In the meantime, I hope this kimchi recipe will suffice. Kkakdugi is one of my favorite types of kimchi. I think it's the texture that does it for me because it's satisfyingly crunchy. Because of this, I think it's best enjoyed with soups because of the texture contrast but it's also an awesome side dish for jjajangmyun and it's super delicious with a simple bowl of rice.
The best thing about making kkakdugi is that it's crazy easy. There's no rinsing, no rice flour, no special techniques or equipment involved in the process. The salt sprinkled on in the beginning isn't soaked forever and then rinsed off (the way it is even with quick cabbage kimchi) because it's big cubes of radish and the salt is necessary for seasoning through the center (like pickles). There's no rice paste or thickening agent because the seasoning sticks to the radish easily (unlike with cabbage kimchi where it tends to "slide" off). And since it's just cubes, you just need a knife and cutting board (unlike julienned radish kimchi which requires a mandolin).

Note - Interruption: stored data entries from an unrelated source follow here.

use std::env;
use std::io;
use std::path::{Path, PathBuf};
use std::time::Duration;

use crate::completion::{DEFAULT_COMPLETION_MODEL, DEFAULT_OPENAI_URL};
use crate::dispatch::DispatchPolicy;

use super::BoxError;

pub const DEFAULT_INBOUND_BODY_MAX_BYTES: usize = 25 * 1024 * 1024;
pub const DEFAULT_PIPELINE_MAX_IN_FLIGHT: usize = 32;
pub const DEFAULT_PIPELINE_QUEUE_CAPACITY: usize = 1024;
pub const DEFAULT_HTTP_TIMEOUT_SECS: u64 = 60;

pub const POSTAL_API_KEY_SECRET: &str = "postal-api-key";
pub const OPENAI_API_KEY_SECRET: &str = "openai-api-key";

#[derive(Debug, Clone)]
pub struct ServiceConfig {
    pub host: String,
    pub port: u16,
    pub store_root: PathBuf,
    pub config_dir: PathBuf,
    pub policy: DispatchPolicy,
    /// Recipients of pipeline error notifications.
    pub operator_emails: Vec<String>,
    /// Reviewers of FAQ answers. Empty sends answers directly.
    pub faq_reviewers: Vec<String>,
    pub postal_api_url: String,
    pub postal_api_key: Option<String>,
    pub openai_api_url: String,
    pub openai_api_key: Option<String>,
    pub completion_model: String,
    pub http_timeout: Duration,
    pub pipeline_max_in_flight: usize,
    pub pipeline_queue_capacity: usize,
    pub inbound_body_max_bytes: usize,
}

impl ServiceConfig {
    pub fn from_env() -> Result<Self, BoxError> {
        dotenvy::dotenv().ok();

        let host = env_var_non_empty("ASSISTANCE_HOST").unwrap_or_else(|| "0.0.0.0".to_string());
        let port = env_parse("ASSISTANCE_PORT").unwrap_or(8000);

        let store_root = match env_var_non_empty("ASSISTANCE_STORE") {
            Some(raw) => resolve_path(raw)?,
            None => default_store_root()?,
        };
        let config_dir = match env_var_non_empty("ASSISTANCE_CONFIG_DIR") {
            Some(raw) => resolve_path(raw)?,
            None => store_root.join("config"),
        };

        let defaults = DispatchPolicy::default();
        let policy = DispatchPolicy {
            root_domain: env_var_non_empty("ROOT_DOMAIN")
                .map(|value| value.to_ascii_lowercase())
                .unwrap_or(defaults.root_domain),
            forwarding_sender: env_var_non_empty("FORWARDING_SENDER")
                .unwrap_or(defaults.forwarding_sender),
            faq_agent: env_var_non_empty("FAQ_AGENT")
                .map(|value| value.to_ascii_lowercase())
                .unwrap_or(defaults.faq_agent),
            reply_formatter_prefix: env_var_non_empty("REPLY_FORMATTER_PREFIX")
                .map(|value| value.to_ascii_lowercase())
                .unwrap_or(defaults.reply_formatter_prefix),
        };

        let operator_emails = env_var_non_empty("OPERATOR_EMAILS")
            .or_else(|| env_var_non_empty("ADMIN_EMAIL"))
            .map(|raw| parse_list(&raw))
            .unwrap_or_default();

        let faq_reviewers = env_var_non_empty("FAQ_REVIEWERS")
            .map(|raw| parse_list(&raw))
            .unwrap_or_default();

        let postal_api_url = env_var_non_empty("POSTAL_API_URL")
            .unwrap_or_else(|| format!("https://postal.{}", policy.root_domain));
        let postal_api_key = resolve_secret(&config_dir, "POSTAL_API_KEY", POSTAL_API_KEY_SECRET)?;
        let openai_api_url =
            env_var_non_empty("OPENAI_API_URL").unwrap_or_else(|| DEFAULT_OPENAI_URL.to_string());
        let openai_api_key = resolve_secret(&config_dir, "OPENAI_API_KEY", OPENAI_API_KEY_SECRET)?;
        let completion_model = env_var_non_empty("COMPLETION_MODEL")
            .unwrap_or_else(|| DEFAULT_COMPLETION_MODEL.to_string());

        let http_timeout = Duration::from_secs(
            env_parse("HTTP_TIMEOUT_SECS")
                .filter(|value: &u64| *value > 0)
                .unwrap_or(DEFAULT_HTTP_TIMEOUT_SECS),
        );
        let pipeline_max_in_flight = env_parse("PIPELINE_MAX_IN_FLIGHT")
            .filter(|value: &usize| *value > 0)
            .unwrap_or(DEFAULT_PIPELINE_MAX_IN_FLIGHT);
        let pipeline_queue_capacity = env_parse("PIPELINE_QUEUE_CAPACITY")
            .filter(|value: &usize| *value > 0)
            .unwrap_or(DEFAULT_PIPELINE_QUEUE_CAPACITY);
        let inbound_body_max_bytes =
            env_parse("INBOUND_MAX_BYTES").unwrap_or(DEFAULT_INBOUND_BODY_MAX_BYTES);

        Ok(Self {
            host,
            port,
            store_root,
            config_dir,
            policy,
            operator_emails,
            faq_reviewers,
            postal_api_url,
            postal_api_key,
            openai_api_url,
            openai_api_key,
            completion_model,
            http_timeout,
            pipeline_max_in_flight,
            pipeline_queue_capacity,
            inbound_body_max_bytes,
        })
    }

    pub fn records_dir(&self) -> PathBuf {
        self.store_root.join("records").join("emails")
    }

    pub fn new_emails_dir(&self) -> PathBuf {
        self.store_root.join("pipelines").join("emails").join("new")
    }

    pub fn faq_dir(&self) -> PathBuf {
        self.config_dir.join("faq")
    }

    pub fn secrets_dir(&self) -> PathBuf {
        self.config_dir.join("secrets")
    }
}

/// Looks a secret up in the environment first, then in `<config>/secrets/<name>`.
pub fn resolve_secret(
    config_dir: &Path,
    env_key: &str,
    secret_name: &str,
) -> Result<Option<String>, io::Error> {
    if let Some(value) = env_var_non_empty(env_key) {
        return Ok(Some(value));
    }
    let path = config_dir.join("secrets").join(secret_name);
    match std::fs::read_to_string(&path) {
        Ok(contents) => {
            let trimmed = contents.trim();
            if trimmed.is_empty() {
                Ok(None)
            } else {
                Ok(Some(trimmed.to_string()))
            }
        }
        Err(err) if err.kind() == io::ErrorKind::NotFound => Ok(None),
        Err(err) => Err(err),
    }
}

fn parse_list(raw: &str) -> Vec<String> {
    raw.split(',')
        .map(|value| value.trim().to_string())
        .filter(|value| !value.is_empty())
        .collect()
}

fn env_var_non_empty(key: &str) -> Option<String> {
    env::var(key)
        .ok()
        .map(|value| value.trim().to_string())
        .filter(|value| !value.is_empty())
}

fn env_parse<T: std::str::FromStr>(key: &str) -> Option<T> {
    env_var_non_empty(key).and_then(|value| value.parse::<T>().ok())
}

fn default_store_root() -> Result<PathBuf, io::Error> {
    let home = dirs::home_dir()
        .ok_or_else(|| io::Error::new(io::ErrorKind::NotFound, "home directory not found"))?;
    Ok(home.join(".assistance"))
}

fn resolve_path(raw: String) -> Result<PathBuf, io::Error> {
    let path = PathBuf::from(raw);
    if path.is_absolute() {
        Ok(path)
    } else {
        let cwd = env::current_dir()?;
        Ok(cwd.join(path))
    }
}

#[cfg(test)]
mod tests {
    use super::*;
    use serial_test::serial;
    use tempfile::TempDir;

    const TOUCHED_KEYS: [&str; 13] = [
        "ASSISTANCE_HOST",
        "ASSISTANCE_PORT",
        "ASSISTANCE_STORE",
        "ASSISTANCE_CONFIG_DIR",
        "ROOT_DOMAIN",
        "OPERATOR_EMAILS",
        "ADMIN_EMAIL",
        "FAQ_REVIEWERS",
        "POSTAL_API_URL",
        "POSTAL_API_KEY",
        "OPENAI_API_KEY",
        "PIPELINE_MAX_IN_FLIGHT",
        "HTTP_TIMEOUT_SECS",
    ];

    struct EnvGuard {
        saved: Vec<(String, Option<String>)>,
    }

    impl EnvGuard {
        fn clear() -> Self {
            let saved = TOUCHED_KEYS
                .iter()
                .map(|key| (key.to_string(), env::var(key).ok()))
                .collect();
            for key in TOUCHED_KEYS {
                env::remove_var(key);
            }
            Self { saved }
        }

        fn set(&self, key: &str, value: &str) {
            env::set_var(key, value);
        }
    }

    impl Drop for EnvGuard {
        fn drop(&mut self) {
            for (key, previous) in &self.saved {
                match previous {
                    Some(value) => env::set_var(key, value),
                    None => env::remove_var(key),
                }
            }
        }
    }

    #[test]
    #[serial]
    fn defaults_derive_from_store_root() {
        let temp = TempDir::new().expect("tempdir");
        let guard = EnvGuard::clear();
        guard.set("ASSISTANCE_STORE", temp.path().to_str().unwrap());

        let config = ServiceConfig::from_env().unwrap();
        assert_eq!(config.host, "0.0.0.0");
        assert_eq!(config.port, 8000);
        assert_eq!(config.policy, DispatchPolicy::default());
        assert_eq!(config.postal_api_url, "https://postal.assistance.chat");
        assert_eq!(config.config_dir, temp.path().join("config"));
        assert_eq!(
            config.records_dir(),
            temp.path().join("records").join("emails")
        );
        assert_eq!(
            config.new_emails_dir(),
            temp.path().join("pipelines").join("emails").join("new")
        );
        assert_eq!(config.pipeline_max_in_flight, DEFAULT_PIPELINE_MAX_IN_FLIGHT);
        assert_eq!(config.http_timeout, Duration::from_secs(60));
        assert!(config.operator_emails.is_empty());
        assert!(config.faq_reviewers.is_empty());
    }

    #[test]
    #[serial]
    fn operator_list_falls_back_to_admin_email() {
        let temp = TempDir::new().expect("tempdir");
        let guard = EnvGuard::clear();
        guard.set("ASSISTANCE_STORE", temp.path().to_str().unwrap());
        guard.set("ADMIN_EMAIL", "admin@example.com");

        let config = ServiceConfig::from_env().unwrap();
        assert_eq!(config.operator_emails, vec!["admin@example.com"]);

        guard.set("OPERATOR_EMAILS", "a@example.com, b@example.com,");
        let config = ServiceConfig::from_env().unwrap();
        assert_eq!(
            config.operator_emails,
            vec!["a@example.com", "b@example.com"]
        );

        guard.set("FAQ_REVIEWERS", "desk@example.org");
        let config = ServiceConfig::from_env().unwrap();
        assert_eq!(config.faq_reviewers, vec!["desk@example.org"]);
    }

    #[test]
    #[serial]
    fn secrets_prefer_env_over_files() {
        let temp = TempDir::new().expect("tempdir");
        let guard = EnvGuard::clear();
        guard.set("ASSISTANCE_STORE", temp.path().to_str().unwrap());
        let secrets = temp.path().join("config").join("secrets");
        std::fs::create_dir_all(&secrets).unwrap();
        std::fs::write(secrets.join(POSTAL_API_KEY_SECRET), "file-key\n").unwrap();

        let config = ServiceConfig::from_env().unwrap();
        assert_eq!(config.postal_api_key.as_deref(), Some("file-key"));
        assert_eq!(config.openai_api_key, None);

        guard.set("POSTAL_API_KEY", "env-key");
        let config = ServiceConfig::from_env().unwrap();
        assert_eq!(config.postal_api_key.as_deref(), Some("env-key"));
    }

    #[test]
    #[serial]
    fn invalid_numbers_fall_back_to_defaults() {
        let temp = TempDir::new().expect("tempdir");
        let guard = EnvGuard::clear();
        guard.set("ASSISTANCE_STORE", temp.path().to_str().unwrap());
        guard.set("ASSISTANCE_PORT", "not-a-port");
        guard.set("PIPELINE_MAX_IN_FLIGHT", "0");
        guard.set("ROOT_DOMAIN", "Example.ORG");

        let config = ServiceConfig::from_env().unwrap();
        assert_eq!(config.port, 8000);
        assert_eq!(config.pipeline_max_in_flight, DEFAULT_PIPELINE_MAX_IN_FLIGHT);
        assert_eq!(config.policy.root_domain, "example.org");
        assert_eq!(config.postal_api_url, "https://postal.example.org");
    }
}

4 lbs. Korean daikon radish (usually one large radish is about 4 lbs.)
3 tablespoons coarse salt (sea salt is what I prefer)
3 tablespoons sugar (white or brown)
½ cup hot pepper flakes (gochugaru; add more or less depending on your spice preference)
2 tablespoons grated ginger
2 tablespoons minced garlic
8 scallions, chopped
2 tablespoons fish sauce
Start by peeling the radish and then cutting it into ½" cubes. You can cut them a bit bigger if you like, but I like small-ish cubes because they're perfectly bite-sized. Any bigger and I usually have to bite the piece in half as I'm eating and I really hate that.
Leaving the kimchi at room temperature jump starts the fermentation process. If you'd like to prolong the shelf-life of the kimchi or you're keen on the flavor of "unripened" kimchi, then you can pop the jar into the fridge right away.